Unzureichender Sachvortrag
Der BGH stellt im Urteil „Everytime we touch“ auch fest:
„[50] (1) Das Berufungsgericht hat ausgeführt, der Beklagte habe keine nachvollziehbare Erklärung dazu abgegeben, wie es seinen Kindern überhaupt hätte gelingen können, von ihm und seiner Ehefrau unbemerkt Filesharing zu betreiben. Er habe keine Angaben zu seiner eigenen Internetnutzung gemacht. Er habe weder vorgetragen, dass auf dem Rechner keine Filesharing-Software installiert gewesen sei, noch dargelegt, dass die streitgegenständlichen Dateien auf dem Rechner nicht vorhanden gewesen seien, obgleich er nach Erhalt der Abmahnung angekündigt habe, die Sache zu prüfen.“
Und hier liegt meines Erachtens „des Pudels Kern“. In diesem Verfahren fehlen wichtige Angaben zum eigenen Nutzungsverhalten des Anschlussinhabers und zum (Nicht?)-Vorhandensein von Filesharing-Software. Die Verletzungshandlungen betrafen 809 Musiktitel. Der Anschluss des Beklagten wurde – noch zu Zeiten staatsanwaltschaftlicher Ermittlungsverfahren – mehrfach ermittelt. Damit kann man davon ausgehen, dass der streitgegenständliche Rechner für die Rechtsverletzungen genutzt wurde und Filesharing-Software vorhanden war. Auch die nicht gerade kleine Musiksammlung sollte einem Nutzer des Computers normalerweise auffallen.
Ich kenne mehrere Sachverhalte, bei denen die Eltern nur sehr geringe Computerkenntnisse haben. Ihnen würde auch bei einem gemeinsam genutzten Computer weder Filesharing-Software, noch eine Musiksammlung auffallen. Und bei einer späteren Überprüfung des Computers (nach Eingang der Abmahnung) steht immer die Frage im Raum, ob nicht der Verantwortliche die entsprechenden Dateien zwischenzeitlich gelöscht hat.
Aber ein vergleichbarer Vortrag ist in diesem Verfahren offensichtlich nicht erfolgt. Der Beklagte hat weder zu seinen eigenen Computerkenntnissen, noch zu seinem Nutzungsverhalten vorgetragen, sondern nur, dass er zu einigen der ermittelten Zeiten nicht zu Hause war.
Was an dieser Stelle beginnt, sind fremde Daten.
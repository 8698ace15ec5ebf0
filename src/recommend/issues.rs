//! Candidate issues: the pre-fetched issues file and record normalization
//!
//! The issues file maps `owner/repo` to a list of raw issue records. Records
//! come in two shapes: GraphQL style (`bodyText`, `createdAt`,
//! `labels.nodes[].name`) and REST style (`body`, `created_at`, `html_url`,
//! `labels[].name`). [`normalize`] accepts both, plus plain label strings.

use std::path::Path;

use log::{debug, warn};
use serde_json::{Map, Value};

use crate::client::models::Issue;
use crate::error::{Error, Result};

/// One issue record as found in the issues file, not yet validated
#[derive(Debug, Clone, PartialEq)]
pub struct RawIssue {
    pub repo_name: String,
    pub record: Value,
}

impl RawIssue {
    pub fn new(repo_name: impl Into<String>, record: Value) -> Self {
        Self {
            repo_name: repo_name.into(),
            record,
        }
    }
}

impl From<&Issue> for RawIssue {
    fn from(issue: &Issue) -> Self {
        Self {
            repo_name: issue.repo_name.clone(),
            record: serde_json::to_value(issue).unwrap_or(Value::Null),
        }
    }
}

/// Load every issue record from an issues file.
///
/// A missing file or invalid JSON means there is nothing to analyze; entries
/// whose value is not a list are skipped.
pub fn load_issues_file(path: &Path) -> Vec<RawIssue> {
    let text = match std::fs::read_to_string(path) {
        Ok(text) => text,
        Err(e) => {
            warn!("Issues file {} unavailable: {}", path.display(), e);
            return Vec::new();
        }
    };

    let by_repo: Map<String, Value> = match serde_json::from_str(&text) {
        Ok(map) => map,
        Err(e) => {
            warn!("Issues file {} is not a JSON object: {}", path.display(), e);
            return Vec::new();
        }
    };

    let mut issues = Vec::new();
    for (repo_name, records) in by_repo {
        match records {
            Value::Array(records) => {
                issues.extend(records.into_iter().map(|r| RawIssue::new(repo_name.clone(), r)));
            }
            _ => warn!("Skipping {}: issue list is not an array", repo_name),
        }
    }
    debug!("Loaded {} issues from {}", issues.len(), path.display());
    issues
}

fn malformed(repo_name: &str, what: impl std::fmt::Display) -> Error {
    Error::MalformedIssue(format!("{}: {}", repo_name, what))
}

/// First string-valued member among `names`
fn string_field(record: &Map<String, Value>, names: &[&str]) -> Option<String> {
    names
        .iter()
        .find_map(|name| record.get(*name)?.as_str())
        .map(str::to_string)
}

/// Flatten labels given as strings, `{name}` objects or a `{nodes: [...]}` connection
fn label_names(repo_name: &str, labels: Option<&Value>) -> Result<Vec<String>> {
    let items = match labels {
        None | Some(Value::Null) => return Ok(Vec::new()),
        Some(Value::Array(items)) => items,
        Some(Value::Object(conn)) => match conn.get("nodes") {
            Some(Value::Array(items)) => items,
            None | Some(Value::Null) => return Ok(Vec::new()),
            Some(_) => return Err(malformed(repo_name, "labels.nodes is not a list")),
        },
        Some(_) => return Err(malformed(repo_name, "labels is not a list")),
    };

    items
        .iter()
        .map(|item| match item {
            Value::String(name) => Ok(name.clone()),
            Value::Object(label) => label
                .get("name")
                .and_then(Value::as_str)
                .map(str::to_string)
                .ok_or_else(|| malformed(repo_name, "label without a name")),
            other => Err(malformed(repo_name, format!("unexpected label {}", other))),
        })
        .collect()
}

/// Normalize a raw record into an [`Issue`].
pub fn normalize(raw: &RawIssue) -> Result<Issue> {
    let repo_name = raw.repo_name.as_str();
    let Value::Object(record) = &raw.record else {
        return Err(malformed(repo_name, "record is not an object"));
    };

    let title = string_field(record, &["title"])
        .ok_or_else(|| malformed(repo_name, "missing title"))?;

    let number = match record.get("number") {
        None | Some(Value::Null) => 0,
        Some(value) => value
            .as_u64()
            .ok_or_else(|| malformed(repo_name, format!("invalid number {}", value)))?,
    };

    let labels = label_names(repo_name, record.get("labels"))?;

    let url = string_field(record, &["url", "html_url"])
        .unwrap_or_else(|| format!("https://github.com/{}/issues/{}", repo_name, number));

    let comments = match record.get("comments") {
        Some(Value::Number(n)) => n.as_u64().unwrap_or(0) as u32,
        Some(Value::Object(conn)) => conn
            .get("totalCount")
            .and_then(Value::as_u64)
            .unwrap_or(0) as u32,
        _ => 0,
    };

    Ok(Issue {
        repo_name: repo_name.to_string(),
        number,
        title,
        body: string_field(record, &["body", "bodyText"]),
        labels,
        url,
        created_at: string_field(record, &["createdAt", "created_at"]),
        updated_at: string_field(record, &["updatedAt", "updated_at"]),
        comments,
        assignee: None,
        state: string_field(record, &["state"]),
    })
}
Dass dem BGH dieser Vortrag im Rahmen der sekundären Darlegungslast nicht genügt, ist nachvollziehbar.
10 Jahre Verjährung für Lizenzschaden
Die Verjährung der Schadensersatzansprüche in Filesharing-Angelegenheiten war lange streitig. Überwiegend gingen die Gerichte von einer dreijährigen Verjährungsfrist aus.
Der BGH stellt nun klar, dass der Anspruch auf Zahlung eines Lizenzschadens erst nach 10 Jahren verjährt.
Das betrifft jedoch nur den Schadensersatz nach den Grundsätzen der Lizenzanalogie, nicht die Anwaltskosten für die Abmahnung. Für Letztere gilt die dreijährige Verjährungsfrist.